**About this task**
Which lines in the records below contain the word "order"? Copy each of them.

**Source material**
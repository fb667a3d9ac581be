//! Classification and aggregation of attempt results.
//!
//! [`RunAggregate`] keeps only counts and latency sums so partial aggregates can
//! be merged in any order. [`AggregateReport`] derives averages from it.

use std::collections::BTreeMap;
use std::fmt;
use std::time::Duration;

use seats::SeatId;
use serde::Serialize;

use crate::model::{AttemptOutcome, AttemptResult, ClientRun, Termination};

#[derive(Clone, Copy, Debug, PartialEq, Eq, Hash, Serialize)]
#[serde(rename_all = "snake_case")]
pub enum OutcomeClass {
    RequestFailure,
    ReservationSuccess,
    ReservationRejected,
}

impl OutcomeClass {
    /// No latency means no response, whatever the outcome says.
    pub fn of(attempt: &AttemptResult) -> Self {
        match (&attempt.outcome, attempt.latency()) {
            (_, None) | (AttemptOutcome::TransportFailure { .. }, _) => Self::RequestFailure,
            (AttemptOutcome::Success, Some(_)) => Self::ReservationSuccess,
            (AttemptOutcome::Rejected { .. }, Some(_)) => Self::ReservationRejected,
        }
    }
}

#[derive(Clone, Debug, Default, PartialEq, Eq, Serialize)]
pub struct ClassStats {
    pub count: u64,
    pub total_latency: Duration,
}

impl ClassStats {
    fn record(&mut self, latency: Option<Duration>) {
        self.count += 1;
        self.total_latency += latency.unwrap_or_default();
    }

    fn merge(&mut self, other: &ClassStats) {
        self.count += other.count;
        self.total_latency += other.total_latency;
    }

    /// Mean latency; `None` for an empty class.
    pub fn average(&self) -> Option<Duration> {
        if self.count == 0 {
            return None;
        }
        let nanos = self.total_latency.as_nanos() / u128::from(self.count);
        Some(Duration::from_nanos(u64::try_from(nanos).unwrap_or(u64::MAX)))
    }
}

/// Mergeable raw totals over any number of client runs.
#[derive(Clone, Debug, Default, PartialEq, Eq)]
pub struct RunAggregate {
    pub clients: u64,
    pub request_failures: ClassStats,
    pub successes: ClassStats,
    pub rejections: ClassStats,
    pub rejections_by_status: BTreeMap<u16, u64>,
    pub discarded_transport_failures: u64,
    pub discovery_failures: u64,
    pub terminations: BTreeMap<Termination, u64>,
    /// Grants per seat, to spot seats handed out twice.
    pub grants: BTreeMap<SeatId, u64>,
}

impl RunAggregate {
    pub fn new() -> Self {
        Self::default()
    }

    pub fn from_runs<'a>(runs: impl IntoIterator<Item = &'a ClientRun>) -> Self {
        let mut agg = Self::new();
        runs.into_iter().for_each(|run| agg.consume(run));
        agg
    }

    pub fn consume(&mut self, run: &ClientRun) {
        self.clients += 1;
        self.discarded_transport_failures += run.discarded_transport_failures;
        self.discovery_failures += run.discovery_failures;
        *self.terminations.entry(run.termination).or_default() += 1;

        for attempt in &run.attempts {
            self.consume_attempt(attempt);
        }
        for seat in &run.seats_won {
            *self.grants.entry(*seat).or_default() += 1;
        }
    }

    pub fn consume_attempt(&mut self, attempt: &AttemptResult) {
        match OutcomeClass::of(attempt) {
            OutcomeClass::RequestFailure => self.request_failures.record(attempt.latency()),
            OutcomeClass::ReservationSuccess => self.successes.record(attempt.latency()),
            OutcomeClass::ReservationRejected => {
                self.rejections.record(attempt.latency());
                if let AttemptOutcome::Rejected { status } = attempt.outcome {
                    *self.rejections_by_status.entry(status).or_default() += 1;
                }
            }
        }
    }

    pub fn merge(&mut self, other: RunAggregate) {
        self.clients += other.clients;
        self.request_failures.merge(&other.request_failures);
        self.successes.merge(&other.successes);
        self.rejections.merge(&other.rejections);
        self.discarded_transport_failures += other.discarded_transport_failures;
        self.discovery_failures += other.discovery_failures;

        for (status, n) in other.rejections_by_status {
            *self.rejections_by_status.entry(status).or_default() += n;
        }
        for (termination, n) in other.terminations {
            *self.terminations.entry(termination).or_default() += n;
        }
        for (seat, n) in other.grants {
            *self.grants.entry(seat).or_default() += n;
        }
    }
}

#[derive(Clone, Debug, PartialEq, Serialize)]
pub struct ClassSummary {
    pub count: u64,
    pub avg_latency_ms: Option<f64>,
}

impl From<&ClassStats> for ClassSummary {
    fn from(stats: &ClassStats) -> Self {
        Self {
            count: stats.count,
            avg_latency_ms: stats.average().map(|d| d.as_nanos() as f64 / 1e6),
        }
    }
}

/// Final, human- and machine-readable view of a run.
#[derive(Clone, Debug, PartialEq, Serialize)]
pub struct AggregateReport {
    pub clients: u64,
    pub request_failures: ClassSummary,
    pub successes: ClassSummary,
    pub rejections: ClassSummary,
    pub rejections_by_status: BTreeMap<u16, u64>,
    pub discarded_transport_failures: u64,
    pub discovery_failures: u64,
    pub terminations: BTreeMap<Termination, u64>,
    pub unique_seats_won: u64,
    /// Seats granted to more than one attempt. Anything but zero is a correctness bug.
    pub duplicate_grants: u64,
}

impl From<&RunAggregate> for AggregateReport {
    fn from(agg: &RunAggregate) -> Self {
        Self {
            clients: agg.clients,
            request_failures: (&agg.request_failures).into(),
            successes: (&agg.successes).into(),
            rejections: (&agg.rejections).into(),
            rejections_by_status: agg.rejections_by_status.clone(),
            discarded_transport_failures: agg.discarded_transport_failures,
            discovery_failures: agg.discovery_failures,
            terminations: agg.terminations.clone(),
            unique_seats_won: agg.grants.len() as u64,
            duplicate_grants: agg.grants.values().filter(|n| **n > 1).count() as u64,
        }
    }
}

fn fmt_avg(summary: &ClassSummary) -> String {
    summary
        .avg_latency_ms
        .map_or_else(|| "n/a".to_string(), |ms| format!("{ms:.2}ms"))
}

impl fmt::Display for AggregateReport {
    fn fmt(&self, f: &mut fmt::Formatter<'_>) -> fmt::Result {
        writeln!(f, "Load test results")?;
        writeln!(f, "  clients:                       {}", self.clients)?;
        writeln!(
            f,
            "  request failures (no reply):   {}",
            self.request_failures.count
        )?;
        writeln!(
            f,
            "  reservations succeeded:        {} (avg {})",
            self.successes.count,
            fmt_avg(&self.successes)
        )?;
        writeln!(
            f,
            "  reservations rejected:         {} (avg {})",
            self.rejections.count,
            fmt_avg(&self.rejections)
        )?;
        for (status, n) in &self.rejections_by_status {
            writeln!(f, "    status {status}: {n}")?;
        }
        writeln!(
            f,
            "  discarded transport failures:  {}",
            self.discarded_transport_failures
        )?;
        writeln!(f, "  discovery failures:            {}", self.discovery_failures)?;
        writeln!(f, "  simulators stopped by:")?;
        for (termination, n) in &self.terminations {
            writeln!(f, "    {}: {n}", termination.as_str())?;
        }
        writeln!(f, "  unique seats won:              {}", self.unique_seats_won)?;
        write!(f, "  duplicate grants:              {}", self.duplicate_grants)
    }
}
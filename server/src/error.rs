//! Caller-facing error taxonomy and its HTTP mapping.

use axum::{
    Json,
    http::StatusCode,
    response::{IntoResponse, Response},
};
use seats::wire::ErrorBody;
use seats::{SeatId, StoreError};
use thiserror::Error;

/// Why a reservation was not granted.
#[derive(Error, Debug)]
pub enum ReserveError {
    /// Rejected before the store was touched.
    #[error("invalid request: {0}")]
    Invalid(String),

    #[error("seat {0} not found")]
    NotFound(SeatId),

    #[error("seat {0} already reserved")]
    Conflict(SeatId),

    /// Seat state is unknown but unchanged; the caller may retry.
    #[error(transparent)]
    Infra(#[from] StoreError),
}

#[derive(Error, Debug)]
pub enum ApiError {
    #[error("{0}")]
    Validation(String),

    #[error("Content-Type must be application/json")]
    UnsupportedMediaType,

    #[error("Seat not found")]
    NotFound,

    #[error("Seat already reserved")]
    Conflict,

    #[error("internal server error")]
    Internal,
}

impl ApiError {
    pub fn status(&self) -> StatusCode {
        match self {
            ApiError::Validation(_) => StatusCode::BAD_REQUEST,
            ApiError::UnsupportedMediaType => StatusCode::UNSUPPORTED_MEDIA_TYPE,
            ApiError::NotFound => StatusCode::NOT_FOUND,
            ApiError::Conflict => StatusCode::CONFLICT,
            ApiError::Internal => StatusCode::INTERNAL_SERVER_ERROR,
        }
    }
}

impl From<ReserveError> for ApiError {
    fn from(e: ReserveError) -> Self {
        match e {
            ReserveError::Invalid(msg) => ApiError::Validation(msg),
            ReserveError::NotFound(_) => ApiError::NotFound,
            ReserveError::Conflict(_) => ApiError::Conflict,
            ReserveError::Infra(_) => ApiError::Internal,
        }
    }
}

impl From<StoreError> for ApiError {
    fn from(_: StoreError) -> Self {
        ApiError::Internal
    }
}

impl IntoResponse for ApiError {
    fn into_response(self) -> Response {
        let body = ErrorBody {
            error: self.to_string(),
        };
        (self.status(), Json(body)).into_response()
    }
}
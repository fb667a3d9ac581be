use sqlx::AnyPool;

pub async fn migrate(pool: &AnyPool) -> anyhow::Result<()> {
    sqlx::query(
        r#"
CREATE TABLE IF NOT EXISTS seats (
  seat_id BIGINT PRIMARY KEY,
  status TEXT NOT NULL DEFAULT 'available' CHECK (status IN ('available', 'reserved')),
  owner_id BIGINT,
  CHECK ((status = 'available' AND owner_id IS NULL) OR (status = 'reserved' AND owner_id IS NOT NULL))
);
"#,
    )
    .execute(pool)
    .await?;

    sqlx::query(r#"CREATE INDEX IF NOT EXISTS idx_seats_status ON seats(status, seat_id);"#)
        .execute(pool)
        .await?;

    Ok(())
}
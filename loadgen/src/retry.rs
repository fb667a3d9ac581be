use std::time::Duration;

/// How a simulated user reacts to a failed discovery call.
///
/// Failures are counted per streak; a successful discovery resets the streak.
/// Delay doubles with each consecutive failure, capped at `max_delay`.
#[derive(Clone, Debug, PartialEq, Eq)]
pub struct DiscoveryRetry {
    /// `None` retries forever (the run deadline, if any, still applies).
    pub max_consecutive_failures: Option<u32>,
    pub initial_delay: Duration,
    pub max_delay: Duration,
}

impl Default for DiscoveryRetry {
    fn default() -> Self {
        Self {
            max_consecutive_failures: None,
            initial_delay: Duration::from_millis(10),
            max_delay: Duration::from_secs(1),
        }
    }
}

impl DiscoveryRetry {
    pub fn bounded(max_consecutive_failures: u32) -> Self {
        Self {
            max_consecutive_failures: Some(max_consecutive_failures),
            ..Self::default()
        }
    }

    /// True once `consecutive` failures in a row exhaust the budget.
    pub fn exhausted(&self, consecutive: u32) -> bool {
        self.max_consecutive_failures
            .is_some_and(|max| consecutive >= max)
    }

    /// Delay after the `consecutive`-th failure in a row (1-based).
    pub fn delay_for(&self, consecutive: u32) -> Duration {
        let exp = consecutive.saturating_sub(1).min(31);
        self.initial_delay
            .checked_mul(1u32 << exp)
            .map_or(self.max_delay, |d| d.min(self.max_delay))
    }
}
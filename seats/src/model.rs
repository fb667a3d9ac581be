use std::fmt;
use std::str::FromStr;

use serde::{Deserialize, Serialize};

pub type SeatId = i64;
pub type UserId = i64;

/// Seats only ever move `Available -> Reserved`.
#[derive(Clone, Copy, Debug, PartialEq, Eq, Hash, Serialize, Deserialize)]
#[serde(rename_all = "lowercase")]
pub enum SeatStatus {
    Available,
    Reserved,
}

impl SeatStatus {
    pub fn as_str(&self) -> &'static str {
        match self {
            SeatStatus::Available => "available",
            SeatStatus::Reserved => "reserved",
        }
    }
}

impl fmt::Display for SeatStatus {
    fn fmt(&self, f: &mut fmt::Formatter<'_>) -> fmt::Result {
        f.write_str(self.as_str())
    }
}

impl FromStr for SeatStatus {
    type Err = String;

    fn from_str(s: &str) -> Result<Self, Self::Err> {
        match s {
            "available" => Ok(SeatStatus::Available),
            "reserved" => Ok(SeatStatus::Reserved),
            other => Err(format!("unknown seat status '{other}'")),
        }
    }
}

/// One persisted seat. `owner_id` is `Some` iff `status == Reserved`.
#[derive(Clone, Debug, PartialEq, Eq, Serialize, Deserialize)]
pub struct Seat {
    pub seat_id: SeatId,
    pub status: SeatStatus,
    pub owner_id: Option<UserId>,
}

impl Seat {
    pub fn available(seat_id: SeatId) -> Self {
        Self {
            seat_id,
            status: SeatStatus::Available,
            owner_id: None,
        }
    }

    pub fn is_consistent(&self) -> bool {
        match self.status {
            SeatStatus::Available => self.owner_id.is_none(),
            SeatStatus::Reserved => self.owner_id.is_some(),
        }
    }
}

/// Result of a reserve call that reached the store and completed.
///
/// Infrastructure failures are reported separately as
/// [`StoreError`](crate::StoreError), so every call ends in exactly one of
/// `Granted`, `Conflict`, `NotFound` or an error.
#[derive(Clone, Copy, Debug, PartialEq, Eq)]
pub enum ReservationOutcome {
    Granted,
    /// The seat is already owned by someone else.
    Conflict,
    /// The seat id was never provisioned.
    NotFound,
}

impl ReservationOutcome {
    /// Log status for this outcome.
    pub fn status(&self) -> &'static str {
        match self {
            ReservationOutcome::Granted => "success",
            ReservationOutcome::Conflict => "seat_conflict",
            ReservationOutcome::NotFound => "seat_not_found",
        }
    }
}
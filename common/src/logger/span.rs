use tracing::{Span, field};

use super::TraceId;

/// Root span for one HTTP request. `user_id` and `seat_id` are recorded
/// later, once the body has been parsed.
pub fn request_span(action: &'static str, trace_id: &TraceId) -> Span {
    tracing::info_span!(
        "request",
        action = %action,
        trace_id = %trace_id,
        user_id = field::Empty,
        seat_id = field::Empty
    )
}
use std::collections::HashSet;
use std::sync::Arc;
use std::time::Duration;

use loadgen::client::HttpSeatApi;
use loadgen::metrics::{AggregateReport, RunAggregate};
use loadgen::model::Termination;
use loadgen::orchestrator::{LoadOrchestrator, OrchestratorSettings};
use loadgen::retry::DiscoveryRetry;
use loadgen::simulator::SimulatorSettings;
use seats::repository_memory::MemorySeatRepository;
use seats::{SeatRepository, SeatStatus};
use server::http::{AppState, build_router};
use server::service::ReservationService;
use tokio::net::TcpListener;

async fn spawn_server(total_seats: u32) -> (String, Arc<MemorySeatRepository>) {
    let repo = Arc::new(MemorySeatRepository::with_seats(total_seats));
    let service = Arc::new(ReservationService::new(repo.clone(), None));
    let app = build_router(AppState::new(service));

    let listener = TcpListener::bind("127.0.0.1:0").await.unwrap();
    let addr = listener.local_addr().unwrap();
    tokio::spawn(async move {
        axum::serve(listener, app).await.unwrap();
    });

    (format!("http://{addr}"), repo)
}

fn settings(clients: usize) -> OrchestratorSettings {
    OrchestratorSettings {
        clients,
        first_user_id: 1000,
        seed: Some(2024),
    }
}

#[tokio::test(flavor = "multi_thread", worker_threads = 4)]
async fn users_drain_the_pool_over_http() {
    let (base_url, repo) = spawn_server(60).await;
    let api = Arc::new(HttpSeatApi::new(&base_url, Duration::from_secs(5)).unwrap());

    let sim = SimulatorSettings {
        backoff_max: Duration::from_millis(5),
        ..SimulatorSettings::default()
    };
    let runs = LoadOrchestrator::new(api, settings(30), sim).run().await;

    assert_eq!(runs.len(), 30);
    assert!(runs.iter().all(|r| !r.attempts.is_empty()));

    let report = AggregateReport::from(&RunAggregate::from_runs(&runs));
    assert_eq!(report.successes.count, 60);
    assert_eq!(report.unique_seats_won, 60);
    assert_eq!(report.duplicate_grants, 0);
    assert!(report.successes.avg_latency_ms.is_some());
    // Only conflicts are possible against a healthy pool.
    assert!(report.rejections_by_status.keys().all(|status| *status == 409));

    assert!(repo.list_available(None).await.unwrap().is_empty());

    let mut owners = HashSet::new();
    for run in &runs {
        for seat in &run.seats_won {
            let stored = repo.fetch(*seat).await.unwrap().unwrap();
            assert_eq!(stored.status, SeatStatus::Reserved);
            assert_eq!(stored.owner_id, Some(run.user_id));
            owners.insert(*seat);
        }
    }
    assert_eq!(owners.len(), 60);
}

#[tokio::test]
async fn unreachable_service_ends_in_discovery_give_up() {
    // Bind then drop to get a port nothing listens on.
    let listener = TcpListener::bind("127.0.0.1:0").await.unwrap();
    let addr = listener.local_addr().unwrap();
    drop(listener);

    let api = Arc::new(HttpSeatApi::new(&format!("http://{addr}"), Duration::from_millis(500)).unwrap());
    let sim = SimulatorSettings {
        discovery: DiscoveryRetry {
            max_consecutive_failures: Some(2),
            initial_delay: Duration::from_millis(1),
            max_delay: Duration::from_millis(2),
        },
        ..SimulatorSettings::default()
    };

    let runs = LoadOrchestrator::new(api, settings(4), sim).run().await;
    let report = AggregateReport::from(&RunAggregate::from_runs(&runs));

    assert_eq!(runs.len(), 4);
    assert!(runs.iter().all(|r| r.termination == Termination::DiscoveryGaveUp));
    assert_eq!(report.discovery_failures, 8);
    assert_eq!(report.request_failures.count, 4);
    assert_eq!(report.successes.count, 0);
}

#[tokio::test]
async fn closed_store_makes_users_give_up() {
    let (base_url, repo) = spawn_server(5).await;
    let api = Arc::new(HttpSeatApi::new(&base_url, Duration::from_secs(5)).unwrap());

    // Listing answers 500 once the store is closed.
    repo.close().await;

    let sim = SimulatorSettings {
        discovery: DiscoveryRetry {
            max_consecutive_failures: Some(1),
            initial_delay: Duration::ZERO,
            max_delay: Duration::ZERO,
        },
        ..SimulatorSettings::default()
    };
    let runs = LoadOrchestrator::new(api, settings(3), sim).run().await;

    assert!(runs.iter().all(|r| r.termination == Termination::DiscoveryGaveUp));
    assert!(runs.iter().all(|r| r.discovery_failures == 1));
}
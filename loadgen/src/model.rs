use std::time::Duration;

use seats::{SeatId, UserId};
use serde::Serialize;

/// What came back from one reservation round trip.
#[derive(Clone, Debug, PartialEq, Eq, Serialize)]
#[serde(tag = "kind", rename_all = "snake_case")]
pub enum AttemptOutcome {
    /// 2xx: the seat is ours.
    Success,
    /// A response arrived with a non-success status.
    Rejected { status: u16 },
    /// No response at all (timeout, connection error, ...).
    TransportFailure { error: String },
}

/// One recorded attempt. `latency` is present iff a response was received.
#[derive(Clone, Debug, PartialEq, Serialize)]
pub struct AttemptResult {
    pub seat_id: Option<SeatId>,
    pub outcome: AttemptOutcome,
    latency: Option<Duration>,
}

impl AttemptResult {
    pub fn responded(seat_id: SeatId, status: u16, latency: Duration) -> Self {
        let outcome = if (200..300).contains(&status) {
            AttemptOutcome::Success
        } else {
            AttemptOutcome::Rejected { status }
        };

        Self {
            seat_id: Some(seat_id),
            outcome,
            latency: Some(latency),
        }
    }

    pub fn transport_failure(seat_id: Option<SeatId>, error: impl Into<String>) -> Self {
        Self {
            seat_id,
            outcome: AttemptOutcome::TransportFailure {
                error: error.into(),
            },
            latency: None,
        }
    }

    pub fn latency(&self) -> Option<Duration> {
        self.latency
    }

    pub fn is_success(&self) -> bool {
        self.outcome == AttemptOutcome::Success
    }
}

/// Why a simulated user stopped.
#[derive(Clone, Copy, Debug, PartialEq, Eq, PartialOrd, Ord, Hash, Serialize)]
#[serde(rename_all = "snake_case")]
pub enum Termination {
    /// Discovery returned no seats.
    PoolExhausted,
    /// Bounded discovery retries ran out.
    DiscoveryGaveUp,
    DeadlineReached,
    /// The task never reported back.
    Lost,
}

impl Termination {
    pub fn as_str(&self) -> &'static str {
        match self {
            Termination::PoolExhausted => "pool_exhausted",
            Termination::DiscoveryGaveUp => "discovery_gave_up",
            Termination::DeadlineReached => "deadline_reached",
            Termination::Lost => "lost",
        }
    }
}

/// Everything one simulated user produced, handed over once at the end.
#[derive(Clone, Debug, PartialEq, Serialize)]
pub struct ClientRun {
    pub user_id: UserId,
    /// Statistics-bearing attempts, in order. Never empty once the run is finished.
    pub attempts: Vec<AttemptResult>,
    /// Reserve calls that got no response; excluded from `attempts`.
    pub discarded_transport_failures: u64,
    pub discovery_failures: u64,
    pub seats_won: Vec<SeatId>,
    pub termination: Termination,
}

impl ClientRun {
    pub fn new(user_id: UserId) -> Self {
        Self {
            user_id,
            attempts: Vec::new(),
            discarded_transport_failures: 0,
            discovery_failures: 0,
            seats_won: Vec::new(),
            termination: Termination::PoolExhausted,
        }
    }

    /// Placeholder for a user whose task died before reporting.
    pub fn lost(user_id: UserId) -> Self {
        let mut run = Self::new(user_id);
        run.termination = Termination::Lost;
        run.ensure_nonempty();
        run
    }

    /// Adds the synthetic "no request succeeded" record when nothing was recorded,
    /// so an empty run still shows up in the aggregate.
    pub fn ensure_nonempty(&mut self) {
        if self.attempts.is_empty() {
            self.attempts.push(AttemptResult::transport_failure(
                None,
                format!("user {}: no request succeeded", self.user_id),
            ));
        }
    }
}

**Response**
//! be merged in any order. [`AggregateReport`] derives averages from it.
    /// Statistics-bearing attempts, in order. Never empty once the run is finished.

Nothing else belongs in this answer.